▶ [Task]: Below is a set of records. Repeat all of them exactly.

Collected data
——————

//! Command and handshake payloads
//!
//! Client commands are serialized into the `d` field of a frame; `Hello` is
//! the only server payload decoded here.

use chat_common::ShardConfig;
use chat_core::{Activity, Intents, Snowflake, Status};
use serde::{Deserialize, Serialize};

/// Payload for op 10 (Hello)
#[derive(Debug, Clone, Serialize, Deserialize)]
pub struct HelloPayload {
    /// Heartbeat interval in milliseconds
    pub heartbeat_interval: u64,
}

impl HelloPayload {
    #[must_use]
    pub fn with_interval(heartbeat_interval: u64) -> Self {
        Self { heartbeat_interval }
    }
}

/// Payload for op 2 (Identify)
#[derive(Clone, Serialize, Deserialize)]
pub struct IdentifyPayload {
    pub token: String,
    pub properties: IdentifyProperties,
    pub compress: bool,
    pub intents: Intents,
    #[serde(skip_serializing_if = "Option::is_none")]
    pub large_threshold: Option<u32>,
    /// `[shard_id, total_shards]`, omitted for unsharded sessions
    #[serde(skip_serializing_if = "Option::is_none")]
    pub shard: Option<[u32; 2]>,
}

impl IdentifyPayload {
    pub fn new(
        token: impl Into<String>,
        intents: Intents,
        large_threshold: Option<u32>,
        shard: ShardConfig,
    ) -> Self {
        Self {
            token: token.into(),
            properties: IdentifyProperties::default(),
            compress: false,
            intents,
            large_threshold,
            shard: (shard.count > 1).then_some([shard.id, shard.count]),
        }
    }
}

impl std::fmt::Debug for IdentifyPayload {
    fn fmt(&self, f: &mut std::fmt::Formatter<'_>) -> std::fmt::Result {
        f.debug_struct("IdentifyPayload")
            .field("token", &"<redacted>")
            .field("intents", &self.intents)
            .field("large_threshold", &self.large_threshold)
            .field("shard", &self.shard)
            .finish_non_exhaustive()
    }
}

/// Client connection properties
#[derive(Debug, Clone, Serialize, Deserialize)]
pub struct IdentifyProperties {
    #[serde(rename = "$os")]
    pub os: String,
    #[serde(rename = "$browser")]
    pub browser: String,
    #[serde(rename = "$device")]
    pub device: String,
}

impl Default for IdentifyProperties {
    fn default() -> Self {
        Self {
            os: std::env::consts::OS.to_string(),
            browser: env!("CARGO_PKG_NAME").to_string(),
            device: env!("CARGO_PKG_NAME").to_string(),
        }
    }
}

/// Payload for op 6 (Resume)
#[derive(Clone, Serialize, Deserialize)]
pub struct ResumePayload {
    pub token: String,
    pub session_id: String,
    /// Last received sequence number
    pub seq: u64,
}

impl std::fmt::Debug for ResumePayload {
    fn fmt(&self, f: &mut std::fmt::Formatter<'_>) -> std::fmt::Result {
        f.debug_struct("ResumePayload")
            .field("token", &"<redacted>")
            .field("session_id", &self.session_id)
            .field("seq", &self.seq)
            .finish()
    }
}

/// Payload for op 3 (Status Update)
#[derive(Debug, Clone, PartialEq, Eq, Serialize, Deserialize)]
pub struct StatusUpdatePayload {
    /// Unix ms since the client went idle
    pub since: Option<u64>,
    pub game: Option<Activity>,
    pub status: Status,
    pub afk: bool,
}

impl StatusUpdatePayload {
    #[must_use]
    pub fn new(status: Status) -> Self {
        Self {
            since: None,
            game: None,
            status,
            afk: false,
        }
    }

    #[must_use]
    pub fn with_activity(mut self, activity: Activity) -> Self {
        self.game = Some(activity);
        self
    }

    #[must_use]
    pub fn idle_since(mut self, since_ms: u64) -> Self {
        self.since = Some(since_ms);
        self.afk = true;
        self
    }
}

/// Payload for op 8 (Request Guild Members)
#[derive(Debug, Clone, PartialEq, Eq, Serialize, Deserialize)]
pub struct RequestGuildMembersPayload {
    pub guild_id: Snowflake,
    /// Username prefix; empty matches everyone
    pub query: String,
    /// 0 means no limit
    pub limit: u32,
}

/// Payload for op 4 (Voice State Update)
#[derive(Debug, Clone, PartialEq, Eq, Serialize, Deserialize)]
pub struct VoiceStateUpdatePayload {
    pub guild_id: Snowflake,
    /// `None` leaves voice; serialized as `null`
    pub channel_id: Option<Snowflake>,
    pub self_mute: bool,
    pub self_deaf: bool,
}

#[cfg(test)]
mod tests {
    use super::*;
    use serde_json::json;

    #[test]
    fn test_identify_omits_shard_when_unsharded() {
        let payload = IdentifyPayload::new("t0k", Intents::GUILDS, None, ShardConfig::SINGLE);
        let value = serde_json::to_value(&payload).unwrap();

        assert!(value.get("shard").is_none());
        assert!(value.get("large_threshold").is_none());
        assert_eq!(value["intents"], json!(1));
        assert_eq!(value["compress"], json!(false));
        assert!(value["properties"]["$os"].is_string());
        assert!(value["properties"]["$browser"].is_string());
        assert!(value["properties"]["$device"].is_string());
    }

    #[test]
    fn test_identify_includes_shard_when_sharded() {
        let shard = ShardConfig::new(1, 4).unwrap();
        let payload = IdentifyPayload::new("t0k", Intents::default(), Some(250), shard);
        let value = serde_json::to_value(&payload).unwrap();

        assert_eq!(value["shard"], json!([1, 4]));
        assert_eq!(value["large_threshold"], json!(250));
    }

    #[test]
    fn test_token_redacted_in_debug() {
        let identify = IdentifyPayload::new("secret", Intents::GUILDS, None, ShardConfig::SINGLE);
        assert!(!format!("{identify:?}").contains("secret"));

        let resume = ResumePayload {
            token: "secret".to_string(),
            session_id: "abc123".to_string(),
            seq: 7,
        };
        let debug = format!("{resume:?}");
        assert!(!debug.contains("secret"));
        assert!(debug.contains("abc123"));
    }

    #[test]
    fn test_resume_payload_serialization() {
        let payload = ResumePayload {
            token: "t".to_string(),
            session_id: "abc123".to_string(),
            seq: 42,
        };
        assert_eq!(
            serde_json::to_value(&payload).unwrap(),
            json!({"token": "t", "session_id": "abc123", "seq": 42})
        );
    }

    #[test]
    fn test_status_update_serialization() {
        let payload = StatusUpdatePayload::new(Status::Dnd).with_activity(Activity::playing("chess"));
        let value = serde_json::to_value(&payload).unwrap();
        assert_eq!(value["status"], json!("dnd"));
        assert_eq!(value["game"]["name"], json!("chess"));
        assert_eq!(value["since"], json!(null));
        assert_eq!(value["afk"], json!(false));
    }

    #[test]
    fn test_voice_leave_sends_null_channel() {
        let payload = VoiceStateUpdatePayload {
            guild_id: Snowflake::new(10),
            channel_id: None,
            self_mute: false,
            self_deaf: true,
        };
        let value = serde_json::to_value(&payload).unwrap();
        assert_eq!(value["guild_id"], json!("10"));
        assert_eq!(value["channel_id"], json!(null));
    }
}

——————

▶ [Finished task]:
//! Command and handshake payloads
//!
//! Client commands are serialized into the `d` field of a frame; `Hello` is
//! the only server payload decoded here.

use chat_common::ShardConfig;
use chat_core::{Activity, Intents, Snowflake, Status};
use serde::{Deserialize, Serialize};

/// Payload for op 10 (Hello)
#[derive(Debug, Clone, Serialize, Deserialize)]
pub struct HelloPayload {
    /// Heartbeat interval in milliseconds
    pub heartbeat_interval: u64,
}

impl HelloPayload {
    #[must_use]
    pub fn with_interval(heartbeat_interval: u64) -> Self {
        Self { heartbeat_interval }
    }
}

/// Payload for op 2 (Identify)
#[derive(Clone, Serialize, Deserialize)]
pub struct IdentifyPayload {
    pub token: String,
    pub properties: IdentifyProperties,
    pub compress: bool,
    pub intents: Intents,
    #[serde(skip_serializing_if = "Option::is_none")]
    pub large_threshold: Option<u32>,
    /// `[shard_id, total_shards]`, omitted for unsharded sessions
    #[serde(skip_serializing_if = "Option::is_none")]
    pub shard: Option<[u32; 2]>,
}

impl IdentifyPayload {
    pub fn new(
        token: impl Into<String>,
        intents: Intents,
        large_threshold: Option<u32>,
        shard: ShardConfig,
    ) -> Self {
        Self {
            token: token.into(),
            properties: IdentifyProperties::default(),
            compress: false,
            intents,
            large_threshold,
            shard: (shard.count > 1).then_some([shard.id, shard.count]),
        }
    }
}

impl std::fmt::Debug for IdentifyPayload {
    fn fmt(&self, f: &mut std::fmt::Formatter<'_>) -> std::fmt::Result {
        f.debug_struct("IdentifyPayload")
            .field("token", &"<redacted>")
            .field("intents", &self.intents)
            .field("large_threshold", &self.large_threshold)
            .field("shard", &self.shard)
            .finish_non_exhaustive()
    }
}

/// Client connection properties
#[derive(Debug, Clone, Serialize, Deserialize)]
pub struct IdentifyProperties {
    #[serde(rename = "$os")]
    pub os: String,
    #[serde(rename = "$browser")]
    pub browser: String,
    #[serde(rename = "$device")]
    pub device: String,
}

impl Default for IdentifyProperties {
    fn default() -> Self {
        Self {
            os: std::env::consts::OS.to_string(),
            browser: env!("CARGO_PKG_NAME").to_string(),
            device: env!("CARGO_PKG_NAME").to_string(),
        }
    }
}

/// Payload for op 6 (Resume)
#[derive(Clone, Serialize, Deserialize)]
pub struct ResumePayload {
    pub token: String,
    pub session_id: String,
    /// Last received sequence number
    pub seq: u64,
}

impl std::fmt::Debug for ResumePayload {
    fn fmt(&self, f: &mut std::fmt::Formatter<'_>) -> std::fmt::Result {
        f.debug_struct("ResumePayload")
            .field("token", &"<redacted>")
            .field("session_id", &self.session_id)
            .field("seq", &self.seq)
            .finish()
    }
}

/// Payload for op 3 (Status Update)
#[derive(Debug, Clone, PartialEq, Eq, Serialize, Deserialize)]
pub struct StatusUpdatePayload {
    /// Unix ms since the client went idle
    pub since: Option<u64>,
    pub game: Option<Activity>,
    pub status: Status,
    pub afk: bool,
}

impl StatusUpdatePayload {
    #[must_use]
    pub fn new(status: Status) -> Self {
        Self {
            since: None,
            game: None,
            status,
            afk: false,
        }
    }

    #[must_use]
    pub fn with_activity(mut self, activity: Activity) -> Self {
        self.game = Some(activity);
        self
    }

    #[must_use]
    pub fn idle_since(mut self, since_ms: u64) -> Self {
        self.since = Some(since_ms);
        self.afk = true;
        self
    }
}

/// Payload for op 8 (Request Guild Members)
#[derive(Debug, Clone, PartialEq, Eq, Serialize, Deserialize)]
pub struct RequestGuildMembersPayload {
    pub guild_id: Snowflake,
    /// Username prefix; empty matches everyone
    pub query: String,
    /// 0 means no limit
    pub limit: u32,
}

/// Payload for op 4 (Voice State Update)
#[derive(Debug, Clone, PartialEq, Eq, Serialize, Deserialize)]
pub struct VoiceStateUpdatePayload {
    pub guild_id: Snowflake,
    /// `None` leaves voice; serialized as `null`
    pub channel_id: Option<Snowflake>,
    pub self_mute: bool,
    pub self_deaf: bool,
}

#[cfg(test)]
mod tests {
    use super::*;
    use serde_json::json;

    #[test]
    fn test_identify_omits_shard_when_unsharded() {
        let payload = IdentifyPayload::new("t0k", Intents::GUILDS, None, ShardConfig::SINGLE);
        let value = serde_json::to_value(&payload).unwrap();

        assert!(value.get("shard").is_none());
        assert!(value.get("large_threshold").is_none());
        assert_eq!(value["intents"], json!(1));
        assert_eq!(value["compress"], json!(false));
        assert!(value["properties"]["$os"].is_string());
        assert!(value["properties"]["$browser"].is_string());
        assert!(value["properties"]["$device"].is_string());
    }

    #[test]
    fn test_identify_includes_shard_when_sharded() {
        let shard = ShardConfig::new(1, 4).unwrap();
        let payload = IdentifyPayload::new("t0k", Intents::default(), Some(250), shard);
        let value = serde_json::to_value(&payload).unwrap();

        assert_eq!(value["shard"], json!([1, 4]));
        assert_eq!(value["large_threshold"], json!(250));
    }

    #[test]
    fn test_token_redacted_in_debug() {
        let identify = IdentifyPayload::new("secret", Intents::GUILDS, None, ShardConfig::SINGLE);
        assert!(!format!("{identify:?}").contains("secret"));

        let resume = ResumePayload {
            token: "secret".to_string(),
            session_id: "abc123".to_string(),
            seq: 7,
        };
        let debug = format!("{resume:?}");
        assert!(!debug.contains("secret"));
        assert!(debug.contains("abc123"));
    }

    #[test]
    fn test_resume_payload_serialization() {
        let payload = ResumePayload {
            token: "t".to_string(),
            session_id: "abc123".to_string(),
            seq: 42,
        };
        assert_eq!(
            serde_json::to_value(&payload).unwrap(),
            json!({"token": "t", "session_id": "abc123", "seq": 42})
        );
    }

    #[test]
    fn test_status_update_serialization() {
        let payload = StatusUpdatePayload::new(Status::Dnd).with_activity(Activity::playing("chess"));
        let value = serde_json::to_value(&payload).unwrap();
        assert_eq!(value["status"], json!("dnd"));
        assert_eq!(value["game"]["name"], json!("chess"));
        assert_eq!(value["since"], json!(null));
        assert_eq!(value["afk"], json!(false));
    }

    #[test]
    fn test_voice_leave_sends_null_channel() {
        let payload = VoiceStateUpdatePayload {
            guild_id: Snowflake::new(10),
            channel_id: None,
            self_mute: false,
            self_deaf: true,
        };
        let value = serde_json::to_value(&payload).unwrap();
        assert_eq!(value["guild_id"], json!("10"));
        assert_eq!(value["channel_id"], json!(null));
    }
}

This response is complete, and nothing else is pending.